11.07.2005

Girlcott prevails, A&F pull controversial shirts

This is actually pretty amazing. A group of teenage girls got together and brought down an Abercrombie & Fitch product line. Not sure where I stand with this. On the one hand, it's hard to rally behind t-shirts that say "Who needs brains when you have these?" and "I make you look fat." On the other hand, I find it hard to support censorship of anything. Surely there are more offensive t-shirts out there?

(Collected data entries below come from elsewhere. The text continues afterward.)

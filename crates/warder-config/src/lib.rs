//! # warder-config
//!
//! Configuration loading for the scan-dispatch worker.
//!
//! Loads a single YAML document (default path `/etc/warder/backend.yaml`,
//! overridable via `--worker-config`) once at process startup. There is no hot
//! reload: the worker is a bounded-lifetime process restarted by a supervisor,
//! so config/scanner/rule changes are picked up on the next restart rather
//! than in-process.

pub mod logging;

use indexmap::IndexMap;
use serde::{Deserialize, Serialize};
use std::path::{Path, PathBuf};

/// Default config path used when `--worker-config` is not passed.
pub const DEFAULT_CONFIG_PATH: &str = "/etc/warder/backend.yaml";

#[derive(Debug, thiserror::Error)]
pub enum ConfigError {
    #[error("failed to read config file {path}: {source}")]
    Io {
        path: PathBuf,
        #[source]
        source: std::io::Error,
    },
    #[error("failed to parse config file {path}: {source}")]
    Parse {
        path: PathBuf,
        #[source]
        source: serde_yaml::Error,
    },
}

/// Root configuration document (`backend.yaml`).
#[derive(Debug, Clone, Serialize, Deserialize, PartialEq)]
#[serde(default)]
pub struct Config {
    pub coordinator: CoordinatorConfig,
    /// Optional path to a logging filter-directive override file.
    pub logging_cfg: Option<PathBuf>,
    pub limits: LimitsConfig,
    pub tasting: TastingConfig,
    /// Scanner name -> ordered rule list, in the order scanners appear in
    /// the YAML document. The assignment engine's priority sort is stable
    /// and breaks ties on this order (spec §3 invariant 3, §8 invariant 6),
    /// so an order-preserving map is load-bearing here: a `HashMap` would
    /// let two workers loading byte-identical config disagree on tie-break
    /// order, since its iteration order is randomized per process.
    pub scanners: IndexMap<String, Vec<ScannerRule>>,
}

impl Default for Config {
    fn default() -> Self {
        Self {
            coordinator: CoordinatorConfig::default(),
            logging_cfg: None,
            limits: LimitsConfig::default(),
            tasting: TastingConfig::default(),
            scanners: IndexMap::new(),
        }
    }
}

impl Config {
    /// Load and parse a config document from `path`.
    pub fn load_from(path: &Path) -> Result<Self, ConfigError> {
        let contents = std::fs::read_to_string(path).map_err(|source| ConfigError::Io {
            path: path.to_path_buf(),
            source,
        })?;
        serde_yaml::from_str(&contents).map_err(|source| ConfigError::Parse {
            path: path.to_path_buf(),
            source,
        })
    }
}

/// Coordinator (Redis-backed queue + KV store) connection settings.
#[derive(Debug, Clone, Serialize, Deserialize, PartialEq)]
#[serde(default)]
pub struct CoordinatorConfig {
    pub addr: String,
    pub db: i64,
}

impl Default for CoordinatorConfig {
    fn default() -> Self {
        Self {
            addr: "redis://127.0.0.1:6379".to_string(),
            db: 0,
        }
    }
}

/// Worker-lifetime and per-request/per-file budgets.
#[derive(Debug, Clone, Copy, Serialize, Deserialize, PartialEq, Eq)]
#[serde(default)]
pub struct LimitsConfig {
    /// Retire the worker after this many requests have been processed.
    ///
    /// Counts distinct requests, not file nodes within a request's tree —
    /// matches the upstream source's accounting, which can surprise an
    /// operator expecting the latter.
    pub max_files: u64,
    /// Retire the worker after this many seconds, regardless of throughput.
    pub time_to_live: u64,
    /// Maximum file-node depth in the recursion tree; deeper nodes are skipped.
    pub max_depth: u32,
    /// Per-file-node distribution (classify + scan) timeout, in seconds.
    pub distribution: u64,
}

impl Default for LimitsConfig {
    fn default() -> Self {
        Self {
            max_files: 1000,
            time_to_live: 3600,
            max_depth: 5,
            distribution: 600,
        }
    }
}

/// Classifier inputs: MIME sniffing needs no external database, but the field
/// is accepted for parity with the upstream config shape. The rule matcher
/// takes a single rule file or a directory of rule files.
#[derive(Debug, Clone, Serialize, Deserialize, PartialEq, Eq)]
#[serde(default)]
pub struct TastingConfig {
    pub mime_db: Option<PathBuf>,
    pub yara_rules: Option<PathBuf>,
}

impl Default for TastingConfig {
    fn default() -> Self {
        Self {
            mime_db: None,
            yara_rules: None,
        }
    }
}

/// One rule in a scanner's mapping. Evaluated in configured order by the
/// assignment engine (warder-core::assignment).
#[derive(Debug, Clone, Serialize, Deserialize, PartialEq, Eq)]
#[serde(default)]
pub struct ScannerRule {
    pub positive: Option<RuleMatch>,
    pub negative: Option<RuleMatch>,
    #[serde(default = "default_priority")]
    pub priority: i32,
    #[serde(default)]
    pub options: serde_json::Map<String, serde_json::Value>,
}

impl Default for ScannerRule {
    fn default() -> Self {
        Self {
            positive: None,
            negative: None,
            priority: default_priority(),
            options: serde_json::Map::new(),
        }
    }
}

fn default_priority() -> i32 {
    5
}

/// One side (positive or negative) of a rule's match criteria.
#[derive(Debug, Clone, Default, Serialize, Deserialize, PartialEq, Eq)]
#[serde(default)]
pub struct RuleMatch {
    pub flavors: Vec<String>,
    pub filename: Option<String>,
    pub source: Option<String>,
}

#[cfg(test)]
mod tests {
    use super::*;

    #[test]
    fn defaults_round_trip_through_yaml() {
        let yaml = serde_yaml::to_string(&Config::default()).unwrap();
        let parsed: Config = serde_yaml::from_str(&yaml).unwrap();
        assert_eq!(parsed, Config::default());
    }

    #[test]
    fn parses_a_minimal_scanner_mapping() {
        let yaml = r#"
coordinator:
  addr: "redis://localhost:6379"
  db: 1
limits:
  max_files: 1
  time_to_live: 30
  max_depth: 5
  distribution: 10
scanners:
  ScanZip:
    - positive:
        flavors: ["application/zip"]
      priority: 5
"#;
        let cfg: Config = serde_yaml::from_str(yaml).unwrap();
        assert_eq!(cfg.coordinator.db, 1);
        let rules = cfg.scanners.get("ScanZip").expect("ScanZip rule present");
        assert_eq!(rules.len(), 1);
        assert_eq!(rules[0].priority, 5);
        assert_eq!(
            rules[0].positive.as_ref().unwrap().flavors,
            vec!["application/zip".to_string()]
        );
    }

    #[test]
    fn missing_file_is_an_io_error() {
        let err = Config::load_from(Path::new("/nonexistent/backend.yaml")).unwrap_err();
        assert!(matches!(err, ConfigError::Io { .. }));
    }

    #[test]
    fn malformed_yaml_is_a_parse_error() {
        let dir = tempfile::tempdir().unwrap();
        let path = dir.path().join("backend.yaml");
        std::fs::write(&path, "scanners: [this is not a map").unwrap();
        let err = Config::load_from(&path).unwrap_err();
        assert!(matches!(err, ConfigError::Parse { .. }));
    }
}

Why stop with these? (Note that A&F pocketed a 31% increase in sales in October -- apparently not all girls were girlcotting -- and then decided to pull the shirts.)

2 comments:

kclou said...

Well, I wouldn't want my daughter/sister/mother/grandmother/girlfriend/wife to wear one, and I probably wouldn't think very highly of any stranger wearing one, and the "girlcott" strikes me as reasonable. I think we should start worrying when the government says you're not allowed to write stupid things on shirts.

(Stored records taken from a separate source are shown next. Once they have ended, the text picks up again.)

use std::io::Read as _;

use async_trait::async_trait;
use chrono::{DateTime, Utc};
use serde_json::json;
use warder_coordinator::CoordinatorClient;
use warder_core::types::{File, ScanOutput, ScannerOptions};
use warder_core::ScannerPlugin;

/// Walks a ZIP archive's central directory, pushing each entry's bytes back
/// to the coordinator under a fresh pointer.
pub struct ScanZip {
    coordinator: CoordinatorClient,
}

impl ScanZip {
    pub fn new(coordinator: CoordinatorClient) -> Self {
        Self { coordinator }
    }
}

fn extract_entries(data: Vec<u8>) -> anyhow::Result<Vec<(String, Vec<u8>)>> {
    let cursor = std::io::Cursor::new(data);
    let mut archive = zip::ZipArchive::new(cursor)?;
    let mut out = Vec::with_capacity(archive.len());
    for i in 0..archive.len() {
        let mut entry = archive.by_index(i)?;
        if entry.is_dir() {
            continue;
        }
        let name = entry.name().to_string();
        let mut buf = Vec::with_capacity(entry.size() as usize);
        entry.read_to_end(&mut buf)?;
        out.push((name, buf));
    }
    Ok(out)
}

#[async_trait]
impl ScannerPlugin for ScanZip {
    fn name(&self) -> &str {
        "ScanZip"
    }

    async fn scan_wrapper(
        &self,
        data: &[u8],
        _file: &File,
        _options: &ScannerOptions,
        expire_at: DateTime<Utc>,
    ) -> anyhow::Result<(Vec<File>, ScanOutput)> {
        let owned = data.to_vec();
        let entries = tokio::task::spawn_blocking(move || extract_entries(owned)).await??;

        let mut children = Vec::with_capacity(entries.len());
        for (name, bytes) in &entries {
            let pointer = uuid::Uuid::new_v4().to_string();
            self.coordinator
                .push_bytes(&pointer, bytes, expire_at.timestamp())
                .await?;
            children.push(File::child(
                pointer,
                Some(name.clone()),
                Some(self.name().to_string()),
            ));
        }

        let output = json!({ "entry_count": children.len() });
        Ok((children, output))
    }
}

#[cfg(test)]
mod tests {
    use super::*;
    use std::io::Write as _;

    fn build_test_archive() -> Vec<u8> {
        let mut buf = Vec::new();
        {
            let cursor = std::io::Cursor::new(&mut buf);
            let mut writer = ::zip::ZipWriter::new(cursor);
            let options = ::zip::write::FileOptions::default();
            writer.start_file("hello.txt", options).unwrap();
            writer.write_all(b"hello").unwrap();
            writer.finish().unwrap();
        }
        buf
    }

    #[test]
    fn extracts_single_entry() {
        let archive = build_test_archive();
        let entries = extract_entries(archive).unwrap();
        assert_eq!(entries.len(), 1);
        assert_eq!(entries[0].0, "hello.txt");
        assert_eq!(entries[0].1, b"hello");
    }
}
//! Tasting: two independent classifiers run sequentially on raw bytes
//! (spec §4.2).
//!
//! MIME detection is magic-number content sniffing (`infer`); rule matching
//! is a YARA-compatible, pure-Rust engine (`yara-x`). Both are loaded once at
//! worker start and reused for the lifetime of the process — no hot reload,
//! consistent with the bounded-lifetime-worker design (spec §4.6).

use std::collections::BTreeSet;
use std::path::{Path, PathBuf};

use tracing::debug;

#[derive(Debug, thiserror::Error)]
pub enum ClassifierError {
    #[error("failed to read yara rule file {path}: {source}")]
    ReadRules {
        path: PathBuf,
        #[source]
        source: std::io::Error,
    },
    #[error("failed to compile yara rules: {0}")]
    Compile(String),
    #[error("yara rule directory {0} contains no *.yar/*.yara files")]
    EmptyRuleDir(PathBuf),
}

/// Loaded, compiled classifier state.
pub struct Classifier {
    rules: Option<yara_x::Rules>,
}

impl Classifier {
    /// Build a classifier from `tasting.yara_rules`, which may point at a
    /// single rule file or a directory of them. `None` disables rule
    /// matching entirely (only MIME flavors are produced).
    pub fn load(yara_rules: Option<&Path>) -> Result<Self, ClassifierError> {
        let rules = match yara_rules {
            None => None,
            Some(path) => Some(Self::compile_rules(path)?),
        };
        Ok(Self { rules })
    }

    fn rule_files(path: &Path) -> Result<Vec<PathBuf>, ClassifierError> {
        if path.is_dir() {
            let mut files: Vec<PathBuf> = std::fs::read_dir(path)
                .map_err(|source| ClassifierError::ReadRules {
                    path: path.to_path_buf(),
                    source,
                })?
                .filter_map(|entry| entry.ok())
                .map(|entry| entry.path())
                .filter(|p| {
                    matches!(
                        p.extension().and_then(|e| e.to_str()),
                        Some("yar") | Some("yara")
                    )
                })
                .collect();
            files.sort();
            if files.is_empty() {
                return Err(ClassifierError::EmptyRuleDir(path.to_path_buf()));
            }
            Ok(files)
        } else {
            Ok(vec![path.to_path_buf()])
        }
    }

    /// Compile every matching rule file into one `Rules` object, one
    /// namespace per file (`namespace{i}`), compiled once.
    fn compile_rules(path: &Path) -> Result<yara_x::Rules, ClassifierError> {
        let files = Self::rule_files(path)?;
        let mut compiler = yara_x::Compiler::new();

        for (i, file) in files.iter().enumerate() {
            let source = std::fs::read_to_string(file).map_err(|source| ClassifierError::ReadRules {
                path: file.clone(),
                source,
            })?;
            let namespace = format!("namespace{i}");
            compiler
                .new_namespace(&namespace)
                .add_source(source.as_str())
                .map_err(|e| ClassifierError::Compile(e.to_string()))?;
        }

        Ok(compiler.build())
    }

    /// Content-sniff a single MIME label, if any.
    pub fn mime(&self, data: &[u8]) -> Option<String> {
        infer::get(data).map(|kind| kind.mime_type().to_string())
    }

    /// Run the rule matcher over `data` with leading ASCII whitespace
    /// stripped, returning one label per matching rule name.
    pub fn yara(&self, data: &[u8]) -> BTreeSet<String> {
        let rules = match &self.rules {
            Some(rules) => rules,
            None => return BTreeSet::new(),
        };

        let start = data
            .iter()
            .position(|b| !b.is_ascii_whitespace())
            .unwrap_or(data.len());
        let stripped = &data[start..];

        let mut scanner = yara_x::Scanner::new(rules);
        let labels = match scanner.scan(stripped) {
            Ok(results) => results
                .matching_rules()
                .map(|r| r.identifier().to_string())
                .collect(),
            Err(e) => {
                debug!(error = %e, "yara scan failed");
                BTreeSet::new()
            }
        };
        labels
    }
}

#[cfg(test)]
mod tests {
    use super::*;

    #[test]
    fn mime_with_no_rules_still_sniffs() {
        let c = Classifier::load(None).unwrap();
        assert_eq!(c.yara(b"anything").len(), 0);
        // A PNG magic header should be recognized regardless of rule config.
        let png_header = [0x89, 0x50, 0x4E, 0x47, 0x0D, 0x0A, 0x1A, 0x0A];
        assert_eq!(c.mime(&png_header).as_deref(), Some("image/png"));
    }

    #[test]
    fn idempotent_classification() {
        let c = Classifier::load(None).unwrap();
        let data = b"hello world\n";
        let first = c.mime(data);
        let second = c.mime(data);
        assert_eq!(first, second);
    }
}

That said, my favorite offensive shirt is the one that says beneath an image of Shakespeare's head "Prose before hoes" (and don't any of you dramatists come to me whining about how he wrote in blank verse; you know damn well that many of his plays contained prose, especially when the characters were drunk).

Jane said...

I wouldn't call it censorship. I'd call it capitalism at its best: the market decides what is or is not acceptable.

Abercrombie didn't *have* to pull the line; they did it to please the almighty consumer and protect their profit margins.

Go girlcott!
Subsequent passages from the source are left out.